Teenagers undergo a multitude of changes. These changes are physical, hormonal, and socio-emotional. Altered chemicals in the body combined with tough social stigmas and immature brain development create a dangerous internal environment. The CDC (Center for Disease Control) found that suicide rates had doubled between 2007 and 2015 in 15-19 year-olds and tripled in younger teens and preteens.
What’s causing the increase? There’s been a buzz in the media lately surrounding suicide. Recently, rock star Chris Cornell was found dead in his hotel room from an apparent self-hanging, and kids as young as ten have done the same. 11 year-old Tysen Benz hung himself in his closet after hearing that his 13 year-old friend had committed suicide. If he’d only waited, he’d have known that she faked the whole thing.
At 11 years old, Tysen didn’t have the reasoning power of an adult.
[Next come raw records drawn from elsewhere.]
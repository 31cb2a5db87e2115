use std::{fs::File, io::BufReader, path::Path, sync::Arc};

use tokio_rustls::rustls::ServerConfig;

use crate::{WebhookError, WebhookResult};

/// Load the certificate chain and key into a rustls server config.
pub fn server_config(cert: &Path, key: &Path) -> WebhookResult<Arc<ServerConfig>> {
    let certs = rustls_pemfile::certs(&mut BufReader::new(File::open(cert)?))
        .collect::<Result<Vec<_>, _>>()?;

    let key = rustls_pemfile::private_key(&mut BufReader::new(File::open(key)?))?
        .ok_or_else(|| {
            WebhookError::Io(std::io::Error::new(
                std::io::ErrorKind::InvalidData,
                "no private key in key file",
            ))
        })?;

    let config = ServerConfig::builder()
        .with_no_client_auth()
        .with_single_cert(certs, key)?;

    Ok(Arc::new(config))
}
use crate::error::{AgentError, AgentResult};

/// First non-loopback interface of the pod, in name order.
///
/// Inside a pod network namespace this is the veth carrying all traffic.
pub fn default_interface() -> AgentResult<String> {
    interfaces()?
        .into_iter()
        .find(|name| name != "lo")
        .ok_or(AgentError::NoInterface)
}

/// All interface names known to the kernel, sorted.
pub fn interfaces() -> AgentResult<Vec<String>> {
    let mut names: Vec<String> = std::fs::read_dir("/sys/class/net")?
        .filter_map(|entry| entry.ok())
        .map(|entry| entry.file_name().to_string_lossy().into_owned())
        .collect();

    names.sort();

    Ok(names)
}
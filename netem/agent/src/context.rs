use std::fmt;
use std::sync::Arc;

use crate::sets::SetStore;

/// Shared handles threaded through the profile tree.
pub struct Ctx<E> {
    pub emitter: Arc<E>,
    pub sets: Arc<SetStore<E>>,
    pub client: kube::Client,
}

impl<E> fmt::Debug for Ctx<E> {
    fn fmt(&self, f: &mut fmt::Formatter<'_>) -> fmt::Result {
        f.debug_struct("Ctx")
            .field("client", &"kube::Client")
            .finish()
    }
}

impl<E> Clone for Ctx<E> {
    fn clone(&self) -> Self {
        Self {
            emitter: self.emitter.clone(),
            sets: self.sets.clone(),
            client: self.client.clone(),
        }
    }
}
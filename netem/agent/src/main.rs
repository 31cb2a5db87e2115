//! k8s-netem sidecar agent.
//!
//! Watches cluster TrafficProfile resources and programs the pod's
//! nftables and traffic-control state accordingly.

mod context;
mod controller;
mod direction;
mod emitter;
mod entrypoint;
mod env;
mod error;
mod nft;
mod peer;
mod profile;
mod reconciler;
mod rule;
mod sets;
mod util;

use error::AgentResult;

#[tokio::main]
async fn main() -> AgentResult<()> {
    entrypoint::run().await
}
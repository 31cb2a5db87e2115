//! Direction manager.
//!
//! A direction groups the rules of one traffic side under a base chain in
//! the profile's table. Updates are differential: rules whose content
//! survives a MODIFIED event keep their row, their sets and their running
//! peer watchers.

use std::collections::HashMap;

use netem_crd::RuleSpec;
use tracing::Level;

use crate::{
    context::Ctx,
    emitter::Emitter,
    error::AgentResult,
    nft::{Chain, NftCommand, NftObject},
    rule::{content_hash, Rule},
};

pub struct Direction<E> {
    ingress: bool,
    chain: String,
    table: String,
    mark: u32,
    ctx: Ctx<E>,
    rules: Vec<Rule<E>>,
}

impl<E: Emitter> Direction<E> {
    pub fn new(ctx: Ctx<E>, table: impl Into<String>, ingress: bool, mark: u32) -> Self {
        Self {
            ingress,
            chain: if ingress { "ingress" } else { "egress" }.to_string(),
            table: table.into(),
            mark,
            ctx,
            rules: Vec::new(),
        }
    }

    #[cfg(test)]
    pub fn chain(&self) -> &str {
        &self.chain
    }

    #[cfg(test)]
    pub fn rules(&self) -> &[Rule<E>] {
        &self.rules
    }

    fn hook(&self) -> &'static str {
        if self.ingress {
            "input"
        } else {
            "output"
        }
    }

    #[tracing::instrument(level = Level::DEBUG, skip(self, specs), fields(chain = %self.chain), err)]
    pub async fn init(&mut self, specs: &[RuleSpec]) -> AgentResult<()> {
        self.ctx
            .emitter
            .nft(vec![NftCommand::Add(NftObject::Chain(Chain::base(
                self.table.clone(),
                self.chain.clone(),
                self.hook(),
            )))])
            .await?;

        for (index, spec) in specs.iter().enumerate() {
            let mut rule = Rule::new(
                self.ctx.clone(),
                self.table.clone(),
                self.chain.clone(),
                self.ingress,
                self.mark,
                index,
                spec.clone(),
            );
            rule.init().await?;
            self.rules.push(rule);
        }

        tracing::info!(chain = %self.chain, rules = self.rules.len(), "Initialized direction");

        Ok(())
    }

    /// Differential update of the rule list.
    ///
    /// Rules are matched by content hash: a spec already present keeps its
    /// existing rule untouched, new specs get fresh rules, and rules whose
    /// spec disappeared are torn down.
    #[tracing::instrument(level = Level::DEBUG, skip(self, specs), fields(chain = %self.chain), err)]
    pub async fn update(&mut self, specs: &[RuleSpec]) -> AgentResult<()> {
        let mut surviving: HashMap<u64, Vec<Rule<E>>> = HashMap::new();
        for rule in self.rules.drain(..) {
            surviving.entry(rule.hash()).or_default().push(rule);
        }

        let mut rules = Vec::with_capacity(specs.len());
        for (index, spec) in specs.iter().enumerate() {
            let hash = content_hash(spec);

            if let Some(rule) = surviving.get_mut(&hash).and_then(Vec::pop) {
                rules.push(rule);
                continue;
            }

            let mut rule = Rule::new(
                self.ctx.clone(),
                self.table.clone(),
                self.chain.clone(),
                self.ingress,
                self.mark,
                index,
                spec.clone(),
            );
            rule.init().await?;
            rules.push(rule);
        }

        for mut rule in surviving.into_values().flatten() {
            if let Err(error) = rule.deinit().await {
                tracing::warn!(%error, rule = %rule.name(), "Failed to tear down removed rule");
            }
        }

        self.rules = rules;

        Ok(())
    }

    #[tracing::instrument(level = Level::DEBUG, skip(self), fields(chain = %self.chain), err)]
    pub async fn deinit(&mut self) -> AgentResult<()> {
        for rule in &mut self.rules {
            rule.deinit().await?;
        }
        self.rules.clear();

        self.ctx
            .emitter
            .nft(vec![NftCommand::Delete(NftObject::Chain(Chain::named(
                self.table.clone(),
                self.chain.clone(),
            )))])
            .await?;

        tracing::info!(chain = %self.chain, "Deinitialized direction");

        Ok(())
    }
}

#[cfg(test)]
mod tests {
    use std::sync::Arc;

    use serde_json::Value;

    use super::*;
    use crate::{emitter::MockEmitter, sets::SetStore};

    fn rule_spec(json: serde_json::Value) -> RuleSpec {
        serde_json::from_value(json).unwrap()
    }

    fn relaxed_ctx() -> Ctx<MockEmitter> {
        let mut mock = MockEmitter::new();
        mock.expect_nft()
            .returning(|cmds| match cmds.first() {
                Some(NftCommand::List(_)) => Ok(serde_json::json!({ "nftables": [] })),
                _ => Ok(Value::Null),
            });

        let emitter = Arc::new(mock);
        let config = kube::Config::new("http://localhost:8080".parse().unwrap());

        Ctx {
            sets: Arc::new(SetStore::new(emitter.clone())),
            emitter,
            client: kube::Client::try_from(config).unwrap(),
        }
    }

    #[tokio::test]
    async fn surviving_rules_keep_their_name() {
        let first = rule_spec(serde_json::json!({
            "to": [{"ipBlock": {"cidr": "10.0.0.0/8"}}],
            "ports": [{"port": 80}]
        }));
        let second = rule_spec(serde_json::json!({
            "to": [{"ipBlock": {"cidr": "192.168.0.0/16"}}]
        }));

        let mut direction = Direction::new(relaxed_ctx(), "t", false, 1000);
        direction.init(std::slice::from_ref(&first)).await.unwrap();

        let original = direction.rules()[0].name().to_string();

        direction
            .update(&[first.clone(), second.clone()])
            .await
            .unwrap();

        assert_eq!(direction.rules().len(), 2);
        assert_eq!(direction.rules()[0].name(), original);
        assert_ne!(direction.rules()[1].name(), original);
    }

    #[tokio::test]
    async fn removed_rules_are_torn_down() {
        let first = rule_spec(serde_json::json!({
            "ports": [{"port": 80}]
        }));

        let mut direction = Direction::new(relaxed_ctx(), "t", false, 1000);
        direction.init(std::slice::from_ref(&first)).await.unwrap();
        assert_eq!(direction.rules().len(), 1);

        direction.update(&[]).await.unwrap();
        assert!(direction.rules().is_empty());
    }

    #[tokio::test]
    async fn chain_names_follow_the_direction() {
        let ingress = Direction::new(relaxed_ctx(), "t", true, 1000);
        let egress = Direction::new(relaxed_ctx(), "t", false, 1000);

        assert_eq!(ingress.chain(), "ingress");
        assert_eq!(ingress.hook(), "input");
        assert_eq!(egress.chain(), "egress");
        assert_eq!(egress.hook(), "output");
    }
}
//! The `/mutate` handler and the sidecar injection patch.

use std::sync::Arc;

use axum::{extract::State, Json};
use base64::{engine::general_purpose::STANDARD as BASE64, Engine as _};
use k8s_openapi::api::core::v1::Pod;
use kube::{
    api::ListParams,
    core::admission::{AdmissionRequest, AdmissionReview},
    Api, Client, ResourceExt,
};
use netem_crd::{selector::LabelSelectorExt, TrafficProfile};
use serde_json::{json, Value};

pub const SIDECAR_NAME: &str = "k8s-netem";

#[derive(Clone, Debug)]
pub struct InjectionConfig {
    pub image: String,
    pub inject_to_all: bool,
    pub debug: bool,
    pub token: Option<String>,
}

#[derive(Clone)]
pub struct MutateState {
    pub client: Client,
    pub config: Arc<InjectionConfig>,
}

fn review(response: Value) -> Json<Value> {
    Json(json!({
        "apiVersion": "admission.k8s.io/v1",
        "kind": "AdmissionReview",
        "response": response,
    }))
}

pub async fn mutate(
    State(state): State<MutateState>,
    Json(body): Json<AdmissionReview<Pod>>,
) -> Json<Value> {
    let request: AdmissionRequest<Pod> = match body.try_into() {
        Ok(request) => request,
        Err(error) => {
            tracing::warn!(%error, "Malformed admission review");
            return review(json!({
                "allowed": false,
                "status": { "message": error.to_string() },
            }));
        }
    };

    let mut response = json!({
        "allowed": true,
        "uid": request.uid,
    });

    if let Some(pod) = &request.object {
        let profiles = match list_profiles(&state.client).await {
            Ok(profiles) => profiles,
            Err(error) => {
                tracing::error!(%error, "Failed to list profiles, admitting pod unchanged");
                return review(response);
            }
        };

        if let Some(operations) = injection_patch(pod, &profiles, &state.config) {
            tracing::info!(pod = %pod.name_any(), "Injecting netem sidecar");

            response["patch"] = Value::from(BASE64.encode(operations.to_string()));
            response["patchType"] = Value::from("JSONPatch");
        }
    }

    review(response)
}

async fn list_profiles(client: &Client) -> kube::Result<Vec<TrafficProfile>> {
    let api: Api<TrafficProfile> = Api::all(client.clone());

    Ok(api.list(&ListParams::default()).await?.items)
}

/// JSON-patch operations appending the sidecar container, or `None` when
/// the pod needs no injection.
pub fn injection_patch(
    pod: &Pod,
    profiles: &[TrafficProfile],
    config: &InjectionConfig,
) -> Option<Value> {
    let labels = pod.metadata.labels.clone().unwrap_or_default();

    let has_profile = profiles
        .iter()
        .any(|profile| profile.spec.pod_selector.matches(&labels));

    let has_sidecar = pod
        .spec
        .as_ref()
        .map(|spec| spec.containers.iter().any(|c| c.name == SIDECAR_NAME))
        .unwrap_or(false);

    if !(config.inject_to_all || (has_profile && !has_sidecar)) {
        return None;
    }

    let mut env = vec![
        json!({
            "name": "POD_NAME",
            "valueFrom": { "fieldRef": { "fieldPath": "metadata.name" } },
        }),
        json!({
            "name": "POD_NAMESPACE",
            "valueFrom": { "fieldRef": { "fieldPath": "metadata.namespace" } },
        }),
    ];

    if let Some(token) = &config.token {
        env.push(json!({ "name": "KUBETOKEN", "value": token }));
    }

    if config.debug {
        env.push(json!({ "name": "DEBUG", "value": "1" }));
    }

    let container = json!({
        "name": SIDECAR_NAME,
        "image": config.image,
        "imagePullPolicy": "Always",
        "env": env,
        "securityContext": {
            "capabilities": { "add": ["NET_ADMIN"] },
        },
    });

    Some(json!([
        { "op": "add", "path": "/spec/containers/-", "value": container },
    ]))
}

#[cfg(test)]
mod tests {
    use k8s_openapi::api::core::v1::{Container, PodSpec};
    use kube::api::ObjectMeta;
    use netem_crd::TrafficProfileSpec;

    use super::*;

    fn config() -> InjectionConfig {
        InjectionConfig {
            image: "erigrid/netem".into(),
            inject_to_all: false,
            debug: false,
            token: Some("secret".into()),
        }
    }

    fn pod(labels: &[(&str, &str)], containers: &[&str]) -> Pod {
        Pod {
            metadata: ObjectMeta {
                name: Some("workload".into()),
                labels: Some(
                    labels
                        .iter()
                        .map(|(k, v)| (k.to_string(), v.to_string()))
                        .collect(),
                ),
                ..Default::default()
            },
            spec: Some(PodSpec {
                containers: containers
                    .iter()
                    .map(|name| Container {
                        name: name.to_string(),
                        ..Default::default()
                    })
                    .collect(),
                ..Default::default()
            }),
            ..Default::default()
        }
    }

    fn profile(selector: serde_json::Value) -> TrafficProfile {
        let spec: TrafficProfileSpec =
            serde_json::from_value(json!({ "podSelector": selector })).unwrap();

        TrafficProfile::new("p1", spec)
    }

    #[test]
    fn matching_pod_gets_the_sidecar() {
        let profiles = vec![profile(json!({"matchLabels": {"app": "dut"}}))];
        let patch = injection_patch(&pod(&[("app", "dut")], &["app"]), &profiles, &config());

        let ops = patch.expect("pod should be mutated");

        assert_eq!(ops[0]["op"], "add");
        assert_eq!(ops[0]["path"], "/spec/containers/-");
        assert_eq!(ops[0]["value"]["name"], SIDECAR_NAME);
        assert_eq!(ops[0]["value"]["image"], "erigrid/netem");
        assert_eq!(
            ops[0]["value"]["securityContext"]["capabilities"]["add"][0],
            "NET_ADMIN"
        );

        let env = ops[0]["value"]["env"].as_array().unwrap();
        assert!(env.iter().any(|e| e["name"] == "POD_NAME"));
        assert!(env.iter().any(|e| e["name"] == "POD_NAMESPACE"));
        assert!(env.iter().any(|e| e["name"] == "KUBETOKEN"));
    }

    #[test]
    fn non_matching_pod_is_left_alone() {
        let profiles = vec![profile(json!({"matchLabels": {"app": "dut"}}))];

        assert!(
            injection_patch(&pod(&[("app", "other")], &["app"]), &profiles, &config()).is_none()
        );
    }

    #[test]
    fn existing_sidecar_is_not_duplicated() {
        let profiles = vec![profile(json!({"matchLabels": {"app": "dut"}}))];

        assert!(injection_patch(
            &pod(&[("app", "dut")], &["app", SIDECAR_NAME]),
            &profiles,
            &config()
        )
        .is_none());
    }

    #[test]
    fn inject_to_all_overrides_matching() {
        let mut config = config();
        config.inject_to_all = true;

        assert!(injection_patch(&pod(&[], &["app"]), &[], &config).is_some());
    }

    #[test]
    fn debug_env_is_passed_through() {
        let mut config = config();
        config.debug = true;

        let profiles = vec![profile(json!({}))];
        let ops = injection_patch(&pod(&[], &["app"]), &profiles, &config).unwrap();

        let env = ops[0]["value"]["env"].as_array().unwrap();
        assert!(env.iter().any(|e| e["name"] == "DEBUG" && e["value"] == "1"));
    }

    #[test]
    fn missing_token_is_omitted_from_env() {
        let mut config = config();
        config.token = None;

        let profiles = vec![profile(json!({}))];
        let ops = injection_patch(&pod(&[], &["app"]), &profiles, &config).unwrap();

        let env = ops[0]["value"]["env"].as_array().unwrap();
        assert!(!env.iter().any(|e| e["name"] == "KUBETOKEN"));
    }
}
He didn’t consider the consequences that his actions would have. He was lost in a virtual world created by social media. Teenagers now have access to more social media platforms than their parents could ever have imagined. A new platform emerges daily, and trends are constantly changing.
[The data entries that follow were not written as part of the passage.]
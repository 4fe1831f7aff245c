fn main() {
    println!("cargo:rerun-if-changed=components/bindings.h");
    println!("cargo:rerun-if-env-changed=ROVERCAM_CONFIG");

    // The ESP-IDF link environment only exists when cross-compiling for the
    // device; host builds (simulation, tests) skip it.
    if std::env::var("CARGO_CFG_TARGET_OS").as_deref() == Ok("espidf") {
        embuild::espidf::sysenv::output();
    }
}
//! Actuator drivers, hardware initialisation, and thread helpers.

pub mod hw_init;
pub mod lights;
pub mod pulse_channel;
pub mod task_pin;
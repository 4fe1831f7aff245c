//! Integration tests for the per-frame loop: one bus message per frame,
//! session lifecycle and camera failure handling.

use rovercam::adapters::camera::SimCamera;
use rovercam::adapters::stream_server::SimStreamServer;
use rovercam::app::actuation::{PulseWidth, PwmChannel};
use rovercam::app::events::{SessionEvent, SessionKind};
use rovercam::app::ports::{FrameHandler, StreamServer};
use rovercam::app::service::RoverService;
use rovercam::app::stream::StreamLoop;
use rovercam::config::SystemConfig;

use crate::mock_hw::{Call, CallLog, MockDelay, MockHardware, RecordingSink, ScriptedBus, Seen, StepClock};

type Loop = StreamLoop<SimCamera, ScriptedBus, MockHardware, MockDelay, RecordingSink, StepClock>;

fn make_loop(camera: SimCamera, payloads: &[&[u8]]) -> (Loop, CallLog, RecordingSink) {
    let log = CallLog::new();
    let sink = RecordingSink::new();
    let frame_loop = StreamLoop::new(
        RoverService::new(&SystemConfig::default()),
        camera,
        ScriptedBus::new(payloads),
        MockHardware::new(&log),
        MockDelay::new(&log),
        sink.clone(),
        StepClock::new(50_000),
    );
    (frame_loop, log, sink)
}

#[test]
fn each_frame_services_at_most_one_message() {
    let (mut frame_loop, log, sink) = make_loop(SimCamera::new(), &[b"8", b"4", b"9"]);

    frame_loop.next_frame("/", 1).unwrap();
    assert_eq!(log.writes(), vec![Call::Lights(true)]);

    frame_loop.next_frame("/", 1).unwrap();
    frame_loop.next_frame("/", 1).unwrap();
    frame_loop.next_frame("/", 1).unwrap();

    assert_eq!(
        log.writes(),
        vec![
            Call::Lights(true),
            Call::Pulse(PwmChannel::Lift, PulseWidth::HIGH),
            Call::Lights(false)
        ]
    );
    assert_eq!(sink.applied(), vec!["LIGHTS ON", "WHEELS UP", "LIGHTS OFF"]);
    assert_eq!(frame_loop.service().applied_count(), 3);
}

#[test]
fn capture_failure_emits_event_and_skips_commands() {
    let (mut frame_loop, log, sink) = make_loop(SimCamera::failing_after(1), &[b"8", b"9"]);

    assert!(frame_loop.next_frame("/", 1).is_ok());
    assert!(frame_loop.next_frame("/", 1).is_err());

    assert_eq!(log.writes(), vec![Call::Lights(true)]);
    assert_eq!(sink.seen().last(), Some(&Seen::FrameFailed));
}

#[test]
fn play_resets_clock_and_teardown_reports_fps() {
    let (mut frame_loop, _log, sink) = make_loop(SimCamera::new(), &[]);

    frame_loop.on_session(&SessionEvent::new(SessionKind::Setup, "/", 3));
    frame_loop.on_session(&SessionEvent::new(SessionKind::Play, "/", 3));
    for _ in 0..4 {
        frame_loop.next_frame("/", 3).unwrap();
    }
    assert_eq!(frame_loop.clock().frames(), 4);
    frame_loop.on_session(&SessionEvent::new(SessionKind::Teardown, "/", 3));

    let seen = sink.seen();
    assert_eq!(seen[0], Seen::Session(SessionKind::Setup, 3, None));
    assert_eq!(seen[1], Seen::Session(SessionKind::Play, 3, None));
    // 4 frames, 50 ms apart.
    match seen[2] {
        Seen::Session(SessionKind::Teardown, 3, Some(fps)) => {
            assert!((fps - 20.0).abs() < 0.01, "fps = {fps}");
        }
        ref other => panic!("unexpected event {other:?}"),
    }

    // A new viewer starts counting from zero.
    frame_loop.on_session(&SessionEvent::new(SessionKind::Play, "/", 4));
    assert_eq!(frame_loop.clock().frames(), 0);
}

#[test]
fn sim_server_drives_whole_sessions() {
    let (frame_loop, log, sink) = make_loop(
        SimCamera::new(),
        &[b"1", b"0", b"x", b"6", b"7"],
    );
    let mut server = SimStreamServer::new("/", 2, 3);
    server.stream(frame_loop).unwrap();

    assert_eq!(
        sink.sessions(),
        vec![
            (SessionKind::Setup, 1),
            (SessionKind::Play, 1),
            (SessionKind::Teardown, 1),
            (SessionKind::Setup, 2),
            (SessionKind::Play, 2),
            (SessionKind::Teardown, 2),
        ]
    );
    let frames: Vec<u32> = server.reports().iter().map(|r| r.frames).collect();
    assert_eq!(frames, vec![3, 3]);

    // Commands carry over between sessions; "x" is dropped.
    assert_eq!(sink.applied(), vec!["FORWARD", "STOP", "WINCH DOWN", "WINCH STOP"]);
    assert_eq!(
        log.calls(),
        vec![
            Call::Pulse(PwmChannel::DriveA, PulseWidth::HIGH),
            Call::Delay(100),
            Call::Pulse(PwmChannel::DriveB, PulseWidth::LOW),
            Call::Pulse(PwmChannel::DriveA, PulseWidth::OFF),
            Call::Pulse(PwmChannel::DriveB, PulseWidth::OFF),
            Call::Pulse(PwmChannel::Winch, PulseWidth::HIGH),
            Call::Pulse(PwmChannel::Winch, PulseWidth::OFF),
        ]
    );
}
Parents are now being warned about dangerous challenges that their kids may encounter online. It isn’t just online bullies and trolls. The “Blue Whale” Challenge is all about getting children to do dangerous stunts over a certain time period. The challenges gradually get more deadly over time, culminating in a final challenge, to commit suicide.
While these alarming situations are being brought to the light, the nation is looking for ways to open up the dialogue surrounding depression and suicide. Netflix’s “Thirteen Reasons Why” sought to do just that, but some parents feel it actually triggered suicidal thoughts in their children. The show does contain trigger warnings.
Why are girls more affected? It could be that we live in a world of YouTube makeup tutorials and fitness challenges. Not to mention, bullies are much more vicious behind anonymous online profiles. Girls are already under pressure to be perfect, but they are now facing critics from all over the world, constantly attacking them from their fingertips.
Some teens may not even show signs of depression. Be direct. Talk to your kids about suicide before it’s too late. You know them best, and you’re their first line of defense.